A big change for 529 accounts owned by non-parents
An important change concerns the way contributions to education are handled by non-parental figures like grandparents. Today, 529 account balances held by grandparents are not counted as an asset on the FAFSA, but distributions to pay for education for the beneficiary are counted as untaxed student income. Non-taxed student income can offset financial aid by 50%, meaning that a $ 5,000 distribution from a grandparent’s 529 could reduce aid by $ 2,500.
This concern about reducing financial aid has been a planning issue for many years. Several workaround strategies have been used to help grandparents support education through a 529 plan. Examples include waiting in late college years for grandparents to make a distribution to prevent income from falling. either included in the FAFSA or using the 529 account to pay off student loans once the student is finished.
So how has this changed?
According to SavingforCollege.com, the updated FAFSA does not require students to manually report cash support. This means that a 529 account opened by a grandparent, aunt, uncle, or family friend and its distributions will have no impact on eligibility for need-based financial aid. With the removal of the “grandparent trap”, Plan 529 becomes even more appealing to grandparents interested in contributing to the education of their grandchildren. The advantages include:
Tax deferral on investment growth and tax-free distributions if used for qualifying educational expenses (including $ 10,000 per year in K-12 tuition and $ 10,000 in total student loan payments for the recipient and each of their siblings)

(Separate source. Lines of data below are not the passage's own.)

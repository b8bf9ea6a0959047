//! 内存存储
//!
//! 实现与 PostgreSQL 存储相同的唯一约束、外键和删除策略。
//! 所有写操作在同一把写锁内完成检查和修改。

use crate::error::{HospitalError, Result, MISSING_REFERENCE, SLOT_TAKEN};
use crate::models::*;
use crate::query::*;
use crate::rules::next_bill_number;
use crate::store::{DashboardCounts, HospitalStore, RevenueSummary};
use async_trait::async_trait;
use chrono::{NaiveDate, NaiveTime};
use rust_decimal::Decimal;
use std::cmp::Ordering;
use std::collections::HashMap;
use tokio::sync::RwLock;
use tracing::debug;
use uuid::Uuid;

#[derive(Debug, Default)]
struct Tables {
    doctors: HashMap<Uuid, Doctor>,
    patients: HashMap<Uuid, Patient>,
    appointments: HashMap<Uuid, Appointment>,
    bills: HashMap<Uuid, Bill>,
    bill_items: HashMap<Uuid, BillItem>,
    departments: HashMap<Uuid, Department>,
    rooms: HashMap<Uuid, Room>,
    medical_records: HashMap<Uuid, MedicalRecord>,
    reports: HashMap<Uuid, Report>,
}

fn require<T>(table: &HashMap<Uuid, T>, id: Uuid, field: &str) -> Result<()> {
    if table.contains_key(&id) {
        Ok(())
    } else {
        Err(HospitalError::validation(field, MISSING_REFERENCE))
    }
}

fn require_optional<T>(table: &HashMap<Uuid, T>, id: Option<Uuid>, field: &str) -> Result<()> {
    match id {
        Some(id) => require(table, id, field),
        None => Ok(()),
    }
}

/// 覆盖已存在的行
fn replace<T: Clone>(
    table: &mut HashMap<Uuid, T>,
    id: Uuid,
    row: &T,
    entity: &'static str,
) -> Result<()> {
    match table.get_mut(&id) {
        Some(slot) => {
            *slot = row.clone();
            Ok(())
        }
        None => Err(HospitalError::not_found(entity, id)),
    }
}

fn page_of<'a, T, F>(rows: impl Iterator<Item = &'a T>, order: F, request: PageRequest) -> Page<T>
where
    T: Clone + 'a,
    F: FnMut(&T, &T) -> Ordering,
{
    let mut all: Vec<T> = rows.cloned().collect();
    all.sort_by(order);
    Page::from_sorted(all, request)
}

Much higher contribution limits and more flexibility than Coverdell education savings accounts
An income tax deduction in many states for contributions
The ability to change beneficiaries if needed, making the 529 account very flexible for account holders with multiple grandchildren
Contributions to a 529 plan being considered a full gift while the owner retains control, which is a unique opportunity for those concerned with paying estate taxes
The ability for grandparents to contribute up to the donation limit in a 529 regardless of generation by skipping transfer rights
Be able to carry out up to 5 years of exemptions from the tax on donations
Availability in many age-based investment portfolio plans that offer one-stop diversification and automatically become more conservative as the beneficiary approaches college age
A whole new set of strategies
The current 529 savings landscape includes several strategies to maximize benefits while minimizing any negative effects on financial assistance. Since distributions from non-parental 529 plans are not counted, would it now make sense for parents to contribute to the grandparents plan instead? Be careful when creating new strategies on a rule change that is not yet in use. Since this change is in a few years, we might see some additional guidance on how these rules will be enforced.

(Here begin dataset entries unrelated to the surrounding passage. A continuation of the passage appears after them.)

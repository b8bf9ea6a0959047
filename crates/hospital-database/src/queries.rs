//! 数据库查询操作

use crate::connection::DatabasePool;
use crate::models::*;
use crate::schema;
use async_trait::async_trait;
use chrono::{NaiveDate, NaiveTime};
use hospital_core::rules::format_bill_number;
use hospital_core::utils::like_pattern;
use hospital_core::*;
use rust_decimal::Decimal;
use sqlx::postgres::PgRow;
use sqlx::{FromRow, PgExecutor, PgPool, Postgres, QueryBuilder};
use tracing::debug;
use uuid::Uuid;

/// 账单编号分配使用的 advisory lock 键
const BILL_NUMBER_LOCK: i64 = 0x4249_4c4c;

fn not_found_unless(rows_affected: u64, entity: &'static str, id: Uuid) -> Result<()> {
    if rows_affected == 0 {
        Err(HospitalError::not_found(entity, id))
    } else {
        Ok(())
    }
}

// ========== 列表过滤条件 ==========

/// 把过滤条件追加为 WHERE 子句
trait PushFilter: Sync {
    fn push_filter(&self, builder: &mut QueryBuilder<'_, Postgres>);
}

impl PushFilter for DoctorFilter {
    fn push_filter(&self, builder: &mut QueryBuilder<'_, Postgres>) {
        builder.push(" WHERE TRUE");
        if !self.include_inactive {
            builder.push(" AND is_active");
        }
        if let Some(specialty) = self.specialty {
            builder.push(" AND specialty = ").push_bind(specialty.as_str());
        }
        if let Some(term) = self.search_term() {
            let pattern = like_pattern(term);
            builder
                .push(" AND (name ILIKE ")
                .push_bind(pattern.clone())
                .push(" OR specialty ILIKE ")
                .push_bind(pattern.clone())
                .push(" OR license_number ILIKE ")
                .push_bind(pattern)
                .push(")");
        }
    }
}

For generous families and friends who would like to donate to education after 2023, this is great news. Just keep in mind that this can always be changed again as the rule should go into effect in a few years. For those who want to distribute before 2023, the above workarounds can help you avoid wasting help in the meantime.
Want to know more about planning education spending? Consider consulting a qualified and impartial financial planner. Your employer may even give you one for free as part of a workplace financial wellness program.